Incubator
Yesterday afternoon a nurse came to the house to check Stellan over — this is pretty routine, and a brilliant idea (since it guarantees someone with both expertise and a full night’s sleep will be around to make sure we haven’t locked the baby in the basement or overcautiously swaddled him in fifty blankets or something.)
We’d been having some breastfeeding problems, which the visiting nurse suspected was caused by a too-short frenulum, so after she left she called our pediatrician, who stayed long past the end of her workday to squeeze in an appointment with us.

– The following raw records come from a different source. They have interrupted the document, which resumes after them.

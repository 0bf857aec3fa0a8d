//! Client for the upstream property content API.

use std::collections::BTreeMap;
use std::time::Duration;

use serde::de::DeserializeOwned;

use crate::http::{HttpHeaders, HttpError, HttpTransport, ReqwestTransport};

use super::error::{Result, UpstreamError};
use super::types::{
    PropertyBundle, PropertyHeader, Review, TranslationEnvelope, TRANSLATION_LANGUAGES,
};

/// Per-request deadline. The upstream can be slow on cold properties but
/// anything beyond this is treated as a transport failure.
pub const REQUEST_TIMEOUT: Duration = Duration::from_secs(30);

const USER_AGENT: &str = concat!("innsync/", env!("CARGO_PKG_VERSION"));

/// Connection settings for the upstream API.
#[derive(Debug, Clone)]
pub struct UpstreamConfig {
    /// Base URL, without a trailing slash (e.g. `https://content.example.com`).
    pub base_url: String,
    /// API version path segment (e.g. `v3`).
    pub version: String,
    /// API key sent in the `x-api-key` header; empty disables the header.
    pub api_key: String,
}

impl Default for UpstreamConfig {
    fn default() -> Self {
        Self {
            base_url: "https://content-api.example.com".to_string(),
            version: "v3".to_string(),
            api_key: String::new(),
        }
    }
}

/// Client for the three upstream content endpoints.
///
/// Generic over [`HttpTransport`] so tests can drive it with an in-memory
/// transport. Each operation makes a single attempt with a 30-second
/// deadline; retries belong to callers.
#[derive(Clone)]
pub struct UpstreamClient<T> {
    config: UpstreamConfig,
    transport: T,
}

impl UpstreamClient<ReqwestTransport> {
    /// Build a client with the real reqwest transport and default deadline.
    pub fn new(config: UpstreamConfig) -> std::result::Result<Self, HttpError> {
        let transport = ReqwestTransport::with_timeout(REQUEST_TIMEOUT)?;
        Ok(Self::with_transport(config, transport))
    }
}

impl<T: HttpTransport> UpstreamClient<T> {
    pub fn with_transport(config: UpstreamConfig, transport: T) -> Self {
        Self { config, transport }
    }

    fn headers(&self) -> HttpHeaders {
        let mut headers = vec![
            ("Content-Type".to_string(), "application/json".to_string()),
            ("User-Agent".to_string(), USER_AGENT.to_string()),
        ];
        if !self.config.api_key.is_empty() {
            headers.push(("x-api-key".to_string(), self.config.api_key.clone()));
        }
        headers
    }

    async fn get_json<D: DeserializeOwned>(&self, endpoint: &str) -> Result<D> {
        let url = format!("{}{}", self.config.base_url, endpoint);
        tracing::debug!(url = %url, "Requesting upstream document");

        let response = self
            .transport
            .get(&url, &self.headers())
            .await
            .map_err(UpstreamError::from)?;

        if response.status >= 400 {
            return Err(UpstreamError::Http {
                status: response.status,
            });
        }

        serde_json::from_slice(&response.body).map_err(|e| UpstreamError::Decode(e.to_string()))
    }

    /// Fetch a property header by ID.
    pub async fn get_property(&self, property_id: i64) -> Result<PropertyHeader> {
        let endpoint = format!("/{}/property/{}", self.config.version, property_id);
        let header: PropertyHeader = self.get_json(&endpoint).await?;

        tracing::info!(
            property_id,
            hotel_name = %header.hotel_name,
            "Fetched property"
        );
        Ok(header)
    }

    /// Fetch up to `count` reviews for a property.
    ///
    /// The upstream may return fewer reviews than requested; that is
    /// treated as successful partial data.
    pub async fn get_reviews(&self, property_id: i64, count: i32) -> Result<Vec<Review>> {
        let endpoint = format!(
            "/{}/property/reviews/{}/{}",
            self.config.version, property_id, count
        );
        let reviews: Vec<Review> = self.get_json(&endpoint).await?;

        tracing::info!(property_id, review_count = reviews.len(), "Fetched reviews");
        Ok(reviews)
    }

    /// Fetch the translated header for a property in the given language.
    pub async fn get_translation(&self, property_id: i64, language: &str) -> Result<PropertyHeader> {
        let endpoint = format!(
            "/{}/property/{}/lang/{}",
            self.config.version, property_id, language
        );
        let envelope: TranslationEnvelope = self.get_json(&endpoint).await?;

        tracing::info!(property_id, language, "Fetched translation");
        Ok(envelope.data)
    }

    /// Fetch the complete bundle for a property: header, reviews, and the
    /// translated headers for every language of interest.
    ///
    /// The header is authoritative; its failure fails the property. Missing
    /// reviews or a missing language degrade the bundle instead of failing
    /// it, because partial data is still worth persisting.
    pub async fn fetch_property_bundle(&self, property_id: i64) -> Result<PropertyBundle> {
        let property = self.get_property(property_id).await?;

        let reviews = if property.review_count > 0 {
            match self.get_reviews(property_id, property.review_count).await {
                Ok(reviews) => reviews,
                Err(e) => {
                    tracing::warn!(
                        property_id,
                        review_count = property.review_count,
                        error = %e,
                        "Failed to fetch reviews, continuing without them"
                    );
                    Vec::new()
                }
            }
        } else {
            tracing::debug!(property_id, "No reviews available for property");
            Vec::new()
        };

        let mut translations = BTreeMap::new();
        for lang in TRANSLATION_LANGUAGES {
            match self.get_translation(property_id, lang).await {
                Ok(header) => {
                    translations.insert((*lang).to_string(), header);
                }
                Err(e) => {
                    tracing::warn!(
                        property_id,
                        language = *lang,
                        error = %e,
                        "Failed to fetch translation, continuing without it"
                    );
                }
            }
        }

        tracing::debug!(
            property_id,
            review_count = reviews.len(),
            translation_count = translations.len(),
            "Complete property bundle fetched"
        );

        Ok(PropertyBundle {
            property,
            reviews,
            translations,
        })
    }
}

Once we got to the office, all questions about feeding problems were quickly set aside: she rushed us into the lab where a tech (who was also staying long past the end of her workday to help us out) drew some blood, and then sent us upstairs to the maternity center so we could wait for the results. They fed us sandwiches, and generally bent over backwards to make us comfortable. (If it isn’t obvious, I’m super-impressed with the quality of medical care available around here.)
And the results were: jaundice. The cure for which, apparently, is to sit under a gro-light for a couple of days. Either that, or this is the awesomeist practical joke ever. So we’ll be staying at the North Adams med center for a while, completing our grand tour of the Hospitals Of Berkshire County, until all that blue light makes our kid less yellow.
Everything is fine. That’s the important part. This isn’t an uncommon problem, and if caught in time, which it was, leaves no lasting effects. If not caught in time, it can cause irreversible brain damage, seizures, and all sorts of other things nobody wants to think about their baby having. So I’m really feeling like we dodged a bullet: our regularly scheduled ped appointment wasn’t for another two days. Would we have recognized that the yellow tint in his eyes was a real problem and called in ourselves? No idea. Glad we don’t have to find out.